*** Opening of Information shown ***

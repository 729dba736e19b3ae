use serde::{Deserialize, Serialize};

use crate::engine::config::{self, InterceptorProfile};

#[derive(Debug, Clone, Serialize, Deserialize)]
pub struct ArcPrediction {
    pub points: Vec<(f32, f32)>,
    pub time_to_target: f32,
    pub reaches_target: bool,
}

/// Predict the trajectory of an interceptor launched from (start_x, start_y)
/// aiming at (target_x, target_y). Pure physics computation — no ECS access.
///
/// Replicates the exact physics from thrust.rs, gravity.rs, drag.rs, wind.rs,
/// and detonation.rs to produce an accurate predicted path.
pub fn predict_arc(
    start_x: f32,
    start_y: f32,
    target_x: f32,
    target_y: f32,
    profile: &InterceptorProfile,
    wind_x: f32,
) -> ArcPrediction {
    let dx = target_x - start_x;
    let dy = target_y - start_y;
    let dist = (dx * dx + dy * dy).sqrt().max(1.0);
    let dir_x = dx / dist;
    let dir_y = dy / dist;

    // Initial velocity — matches input_system.rs
    let mut x = start_x;
    let mut y = start_y;
    let mut vx = dir_x * 10.0;
    let mut vy = dir_y * 10.0;
    let mut burn_remaining = profile.burn_time;

    let mut points = Vec::with_capacity(120);
    points.push((x, y));

    let max_steps = (10.0 / config::DT) as usize; // 10 seconds max
    let mut time = 0.0_f32;
    let mut reached_target = false;

    for _ in 0..max_steps {
        // Thrust — matches thrust.rs
        if burn_remaining > 0.0 {
            let tdx = target_x - x;
            let tdy = target_y - y;
            let tdist = (tdx * tdx + tdy * tdy).sqrt();
            if tdist > 1e-6 {
                let tdir_x = tdx / tdist;
                let tdir_y = tdy / tdist;
                let thrust_accel = profile.thrust * config::DT;
                vx += tdir_x * thrust_accel;
                vy += tdir_y * thrust_accel;
            } else {
                burn_remaining = 0.0;
            }
            burn_remaining -= config::DT;
            if burn_remaining < 0.0 {
                burn_remaining = 0.0;
            }
        }

        // Gravity — matches gravity.rs
        vy -= config::GRAVITY * config::DT;

        // Drag — matches drag.rs
        let speed_sq = vx * vx + vy * vy;
        let speed = speed_sq.sqrt();
        if speed > 1e-6 {
            let h = (y - config::GROUND_Y).max(0.0);
            let rho = config::AIR_DENSITY_SEA_LEVEL * (-h / config::ATMOSPHERE_SCALE_HEIGHT).exp();
            let drag_accel = 0.5 * rho * speed_sq * profile.drag_coeff
                * profile.cross_section
                / profile.mass;
            let drag_factor = (drag_accel * config::DT / speed).min(0.99);
            vx -= vx * drag_factor;
            vy -= vy * drag_factor;
        }

        // Wind — matches wind.rs
        if wind_x != 0.0 {
            let altitude = (y - config::GROUND_Y).max(0.0);
            let altitude_factor = altitude * config::WIND_ALTITUDE_FACTOR;
            vx += wind_x * altitude_factor * config::DT;
        }

        // Movement — matches movement.rs
        x += vx * config::DT;
        y += vy * config::DT;
        time += config::DT;

        points.push((x, y));

        // Target proximity check — matches detonation.rs
        let prox_dx = x - target_x;
        let prox_dy = y - target_y;
        let prox_dist_sq = prox_dx * prox_dx + prox_dy * prox_dy;
        if prox_dist_sq
            < config::INTERCEPTOR_DETONATION_PROXIMITY * config::INTERCEPTOR_DETONATION_PROXIMITY
        {
            reached_target = true;
            break;
        }

        // Overshoot check — matches detonation.rs
        if burn_remaining <= 0.0 {
            let to_target_x = target_x - x;
            let to_target_y = target_y - y;
            let dot = vx * to_target_x + vy * to_target_y;
            if dot < 0.0 {
                reached_target = true;
                break;
            }
        }

        // OOB / ground check
        if y <= config::GROUND_Y
            || !(-config::OOB_MARGIN..=config::WORLD_WIDTH + config::OOB_MARGIN).contains(&x)
            || y > config::WORLD_HEIGHT + config::OOB_MARGIN
        {
            break;
        }
    }

    ArcPrediction {
        points,
        time_to_target: time,
        reaches_target: reached_target,
    }
}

*** Close of Information shown ***

▸ **What the task asks**
Only the lines above, from the first through the one holding "from (start_x, start_y)", are to be output, and they must be copied exactly.

▸ **Your solution**
repository 729dba736e19b3ae
use serde::{Deserialize, Serialize};

use crate::engine::config::{self, InterceptorProfile};

#[derive(Debug, Clone, Serialize, Deserialize)]
pub struct ArcPrediction {
    pub points: Vec<(f32, f32)>,
    pub time_to_target: f32,
    pub reaches_target: bool,
}

/// Predict the trajectory of an interceptor launched from (start_x, start_y)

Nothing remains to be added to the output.